Search the data below for the string "ToSchema" and copy all lines where it shows up.

(Stored items)
------------------------------------------------------------
// src/handlers/cabs.rs

use axum::{
    Json,
    extract::{Path, State},
    http::StatusCode,
    response::IntoResponse,
};
use serde::Deserialize;
use serde_json::json;
use utoipa::ToSchema;
use uuid::Uuid;
use validator::Validate;

use crate::{
    common::error::AppError,
    config::AppState,
    middleware::auth::AdminUser,
    models::lead::{NewCabRequest, TriageUpdate},
};

use super::validate_phone;

// ---
// Payload: formulário público de reserva de táxi
// ---
#[derive(Debug, Deserialize, Validate, ToSchema)]
#[serde(rename_all = "camelCase")]
pub struct CreateCabPayload {
    #[validate(required(message = "required"))]
    pub pickup_location: Option<String>,

    #[validate(required(message = "required"))]
    pub drop_location: Option<String>,

    #[validate(required(message = "required"))]
    pub date: Option<String>,

    #[validate(required(message = "required"))]
    pub time: Option<String>,

    #[validate(required(message = "required"))]
    pub car_type: Option<String>,

    #[validate(required(message = "required"))]
    pub name: Option<String>,

    #[validate(required(message = "required"), custom(function = "validate_phone"))]
    pub phone: Option<String>,
}

// Formulário público: salva, notifica inline e responde o recibo enxuto
// que a página de confirmação mostra.
#[utoipa::path(
    post,
    path = "/api/cabs",
    request_body = CreateCabPayload,
    responses(
        (status = 201, description = "Pedido de táxi registrado"),
        (status = 400, description = "Campos obrigatórios ausentes")
    ),
    tag = "Cabs"
)]
pub async fn create_cab(
    State(app_state): State<AppState>,
    Json(payload): Json<CreateCabPayload>,
) -> Result<impl IntoResponse, AppError> {
    payload.validate().map_err(AppError::ValidationError)?;

    let new = NewCabRequest {
        pickup_location: payload.pickup_location.unwrap_or_default(),
        drop_location: payload.drop_location.unwrap_or_default(),
        date: payload.date.unwrap_or_default(),
        time: payload.time.unwrap_or_default(),
        car_type: payload.car_type.unwrap_or_default(),
        name: payload.name.unwrap_or_default(),
        phone: payload.phone.unwrap_or_default(),
    };

    let (saved, notified) = app_state.lead_service.submit_cab(new).await?;

    Ok((
        StatusCode::CREATED,
        Json(json!({
            "success": true,
            "message": "Cab enquiry submitted successfully",
            "data": {
                "id": saved.id,
                "name": saved.name,
                "phone": saved.phone,
                "date": saved.date,
                "notified": notified,
            }
        })),
    ))
}

#[utoipa::path(
    get,
    path = "/api/cabs",
    responses(
        (status = 200, description = "Todos os pedidos de táxi, mais recentes primeiro"),
        (status = 401, description = "Token ausente ou inválido")
    ),
    security(("bearer_auth" = [])),
    tag = "Cabs"
)]
pub async fn list_cabs(
    _admin: AdminUser,
    State(app_state): State<AppState>,
) -> Result<impl IntoResponse, AppError> {
    let cabs = app_state.lead_service.list_cabs().await?;

    Ok(Json(json!({
        "success": true,
        "count": cabs.len(),
        "data": cabs,
    })))
}

#[utoipa::path(
    put,
    path = "/api/cabs/{id}",
    request_body = TriageUpdate,
    params(("id" = Uuid, Path, description = "ID do pedido de táxi")),
    responses(
        (status = 200, description = "Pedido atualizado"),
        (status = 404, description = "Pedido não encontrado"),
        (status = 409, description = "Lead já triado")
    ),
    security(("bearer_auth" = [])),
    tag = "Cabs"
)]
pub async fn triage_cab(
    _admin: AdminUser,
    State(app_state): State<AppState>,
    Path(id): Path<Uuid>,
    Json(update): Json<TriageUpdate>,
) -> Result<impl IntoResponse, AppError> {
    let updated = app_state.lead_service.triage_cab(id, update).await?;

    Ok(Json(json!({
        "success": true,
        "message": "Cab status updated successfully",
        "data": updated,
    })))
}

#[cfg(test)]
mod tests {
    use super::*;

    #[test]
    fn missing_car_type_is_reported_by_name() {
        let payload = CreateCabPayload {
            pickup_location: Some("Delhi".to_string()),
            drop_location: Some("Agra".to_string()),
            date: Some("2025-01-01".to_string()),
            time: Some("09:00".to_string()),
            car_type: None,
            name: Some("Asha".to_string()),
            phone: Some("9876543210".to_string()),
        };

        let errors = payload.validate().unwrap_err();
        let fields = errors.field_errors();
        assert!(fields.contains_key("car_type"));
        assert!(!fields.contains_key("name"));
    }

    #[test]
    fn complete_payload_passes_validation() {
        let payload = CreateCabPayload {
            pickup_location: Some("Delhi".to_string()),
            drop_location: Some("Agra".to_string()),
            date: Some("2025-01-01".to_string()),
            time: Some("09:00".to_string()),
            car_type: Some("Sedan".to_string()),
            name: Some("Asha".to_string()),
            phone: Some("9876543210".to_string()),
        };
        assert!(payload.validate().is_ok());
    }
}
------------------------------------------------------------
* EXPECTED OUTPUT *
use utoipa::ToSchema;
#[derive(Debug, Deserialize, Validate, ToSchema)]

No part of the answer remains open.